Le mappe cittadine come opere d’arte concettuali: questa l’impressione a una prima osservazione delle SkinCities di Frank&Frank, dove il confine tra arte e design è qui molto labile. Il taglio a laser impresso sui pellami, anch’essi con una propria storia, riproduce le mappe delle città in cui dialogano i luoghi dove viviamo con i luoghi sognati, odiati o dimenticati del mondo; ognuno nella sua preziosa e disperata diversità. Aleppo, New York, Milano, ognuna con pari dignità, si stagliano sulle pareti a formare grafismi che richiamano luoghi della Terra di identica dignità. Presentate alla MDW19, la mappa di Milano accanto a quella di Aleppo, quella di New York accanto a quella delle città israelo/palestinese di Hable e Matan, Venezia accanto all’antica capitale dell’Afganistan Kandahar, Tokyo a Tjuana.
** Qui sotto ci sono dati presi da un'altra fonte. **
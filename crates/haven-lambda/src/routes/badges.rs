use std::collections::HashMap;

use axum::extract::State;
use axum::{Extension, Json};
use serde::Serialize;

use haven_core::models::badge::{Badge, BadgeState};
use haven_gamification::badges::badge_state;

use crate::error::ApiError;
use crate::middleware::auth::AuthUser;
use crate::services::rewards::badge_catalog;
use crate::state::AppState;

#[derive(Serialize)]
#[serde(rename_all = "camelCase")]
pub struct BadgeView {
    #[serde(flatten)]
    badge: Badge,
    state: BadgeState,
    #[serde(skip_serializing_if = "Option::is_none")]
    earned_at: Option<jiff::Timestamp>,
}

pub async fn list_badges(
    State(state): State<AppState>,
    Extension(user): Extension<AuthUser>,
) -> Result<Json<Vec<BadgeView>>, ApiError> {
    let catalog = badge_catalog(state.store.as_ref()).await?;
    let total_points = state
        .store
        .get_profile(&user.sub)
        .await?
        .map(|(profile, _)| profile.total_points)
        .unwrap_or(0);
    let earned: HashMap<String, jiff::Timestamp> = state
        .store
        .list_user_badges(&user.sub)
        .await?
        .into_iter()
        .map(|b| (b.badge_id, b.earned_at))
        .collect();

    let views = catalog
        .into_iter()
        .map(|badge| {
            let earned_at = earned.get(&badge.id).copied();
            BadgeView {
                state: badge_state(&badge, total_points, earned_at.is_some()),
                earned_at,
                badge,
            }
        })
        .collect();
    Ok(Json(views))
}
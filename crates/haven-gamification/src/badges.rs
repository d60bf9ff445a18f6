use std::collections::HashSet;

use haven_core::models::badge::{Badge, BadgeState};

/// Badges the user qualifies for but has not been awarded.
///
/// Every qualifying badge is returned in one pass, in catalog order. A badge
/// id listed twice in the catalog is returned once. Feeding the result back
/// into `already_earned` makes a second call return nothing.
pub fn evaluate_badges<'a>(
    catalog: &'a [Badge],
    total_points: u64,
    already_earned: &HashSet<String>,
) -> Vec<&'a Badge> {
    let mut seen = HashSet::new();
    catalog
        .iter()
        .filter(|b| total_points >= b.points_required)
        .filter(|b| !already_earned.contains(&b.id))
        .filter(|&b| seen.insert(b.id.as_str()))
        .collect()
}

/// Where a user stands with one badge.
pub fn badge_state(badge: &Badge, total_points: u64, awarded: bool) -> BadgeState {
    if awarded {
        BadgeState::Awarded
    } else if total_points >= badge.points_required {
        BadgeState::Unlocked
    } else {
        BadgeState::Locked
    }
}

/// The built-in catalog, used when none is stored.
pub fn default_badges() -> Vec<Badge> {
    [
        ("first-steps", "First Steps", "Earn your first 10 points.", "sprout", 10),
        ("getting-started", "Getting Started", "Reach 50 points.", "seedling", 50),
        ("century", "Century", "Reach 100 points.", "star", 100),
        ("dedicated", "Dedicated", "Reach 250 points.", "flame", 250),
        ("committed", "Committed", "Reach 500 points.", "mountain", 500),
        ("mindful-master", "Mindful Master", "Reach 1000 points.", "lotus", 1000),
    ]
    .into_iter()
    .map(|(id, name, description, icon, points_required)| Badge {
        id: id.to_string(),
        name: name.to_string(),
        description: description.to_string(),
        icon: icon.to_string(),
        points_required,
    })
    .collect()
}
use haven_core::models::assessment::{AssessmentType, PerSubscale, Subscale};

use crate::Instrument;
use crate::definition::{Question, QuestionnaireDefinition, ScoringRules, SubscaleRule, ranges};

/// DASS-21: Depression Anxiety Stress Scales, short form.
/// 21 items rated 0–3 over the past week, seven per subscale. Each subscale
/// sum is doubled to match the full DASS-42 scale, giving 0–42 per subscale.
pub struct Dass21;

impl Instrument for Dass21 {
    fn definition(&self) -> &QuestionnaireDefinition {
        static DEFINITION: std::sync::LazyLock<QuestionnaireDefinition> =
            std::sync::LazyLock::new(|| {
                use Subscale::{Anxiety, Depression, Stress};

                let items = [
                    ("I found it hard to wind down", Stress),
                    ("I was aware of dryness of my mouth", Anxiety),
                    ("I couldn't seem to experience any positive feeling at all", Depression),
                    ("I experienced breathing difficulty (e.g. excessively rapid breathing, breathlessness in the absence of physical exertion)", Anxiety),
                    ("I found it difficult to work up the initiative to do things", Depression),
                    ("I tended to over-react to situations", Stress),
                    ("I experienced trembling (e.g. in the hands)", Anxiety),
                    ("I felt that I was using a lot of nervous energy", Stress),
                    ("I was worried about situations in which I might panic and make a fool of myself", Anxiety),
                    ("I felt that I had nothing to look forward to", Depression),
                    ("I found myself getting agitated", Stress),
                    ("I found it difficult to relax", Stress),
                    ("I felt down-hearted and blue", Depression),
                    ("I was intolerant of anything that kept me from getting on with what I was doing", Stress),
                    ("I felt I was close to panic", Anxiety),
                    ("I was unable to become enthusiastic about anything", Depression),
                    ("I felt I wasn't worth much as a person", Depression),
                    ("I felt that I was rather touchy", Stress),
                    ("I was aware of the action of my heart in the absence of physical exertion (e.g. sense of heart rate increase, heart missing a beat)", Anxiety),
                    ("I felt scared without any good reason", Anxiety),
                    ("I felt that life was meaningless", Depression),
                ];

                QuestionnaireDefinition {
                    assessment_type: AssessmentType::Dass21,
                    name: "Depression Anxiety Stress Scales (DASS-21)".to_string(),
                    questions: items
                        .iter()
                        .map(|(text, subscale)| Question::tagged(text, *subscale))
                        .collect(),
                    scale: vec![
                        "Did not apply to me at all".to_string(),
                        "Applied to me to some degree, or some of the time".to_string(),
                        "Applied to me to a considerable degree, or a good part of time".to_string(),
                        "Applied to me very much, or most of the time".to_string(),
                    ],
                    points: vec![0, 1, 2, 3],
                    scoring_rules: ScoringRules::Composite {
                        subscales: PerSubscale {
                            depression: SubscaleRule {
                                multiplier: 2,
                                ranges: ranges(&[
                                    (0, 9, "Normal", "Depression symptoms are within the normal range."),
                                    (10, 13, "Mild", "Mild depression symptoms."),
                                    (14, 20, "Moderate", "Moderate depression symptoms."),
                                    (21, 27, "Severe", "Severe depression symptoms."),
                                    (28, 42, "Extremely Severe", "Extremely severe depression symptoms."),
                                ]),
                            },
                            anxiety: SubscaleRule {
                                multiplier: 2,
                                ranges: ranges(&[
                                    (0, 7, "Normal", "Anxiety symptoms are within the normal range."),
                                    (8, 9, "Mild", "Mild anxiety symptoms."),
                                    (10, 14, "Moderate", "Moderate anxiety symptoms."),
                                    (15, 19, "Severe", "Severe anxiety symptoms."),
                                    (20, 42, "Extremely Severe", "Extremely severe anxiety symptoms."),
                                ]),
                            },
                            // Published DASS cutoffs: a doubled stress score of
                            // 12 is Normal. Deployments with a stricter table
                            // supply their own definition.
                            stress: SubscaleRule {
                                multiplier: 2,
                                ranges: ranges(&[
                                    (0, 14, "Normal", "Stress is within the normal range."),
                                    (15, 18, "Mild", "Mild stress."),
                                    (19, 25, "Moderate", "Moderate stress."),
                                    (26, 33, "Severe", "Severe stress."),
                                    (34, 42, "Extremely Severe", "Extremely severe stress."),
                                ]),
                            },
                        },
                    },
                }
            });
        &DEFINITION
    }
}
Le pelli utilizzate hanno provenienze tra le più diverse, a volte scelte per alcune “imperfezioni” esaltando così la bellezza della diversità, nel rispetto della vita che sono state, esattamente come i luoghi che rappresentano. Il progetto vuole dare dignità e considerazione anche agli animali che hanno condiviso con l’uomo la loro esistenza. Ad esempio la pelle di cammello asiatico, con la quale è stata realizzata la mappa di Kandahar, presenta ancora i segni delle punture degli insetti durante le traversate nel deserto. Incidere qualcosa sulla pelle è un atto indelebile di consapevolezza. Questa riflessione varca ogni confine territoriale e ci richiama ad abbattere le differenze e le conflittualità, sottolineando la dignità delle città e la bellezza attraverso la neutralità delle mappe incise a laser nel progetto SkinCities.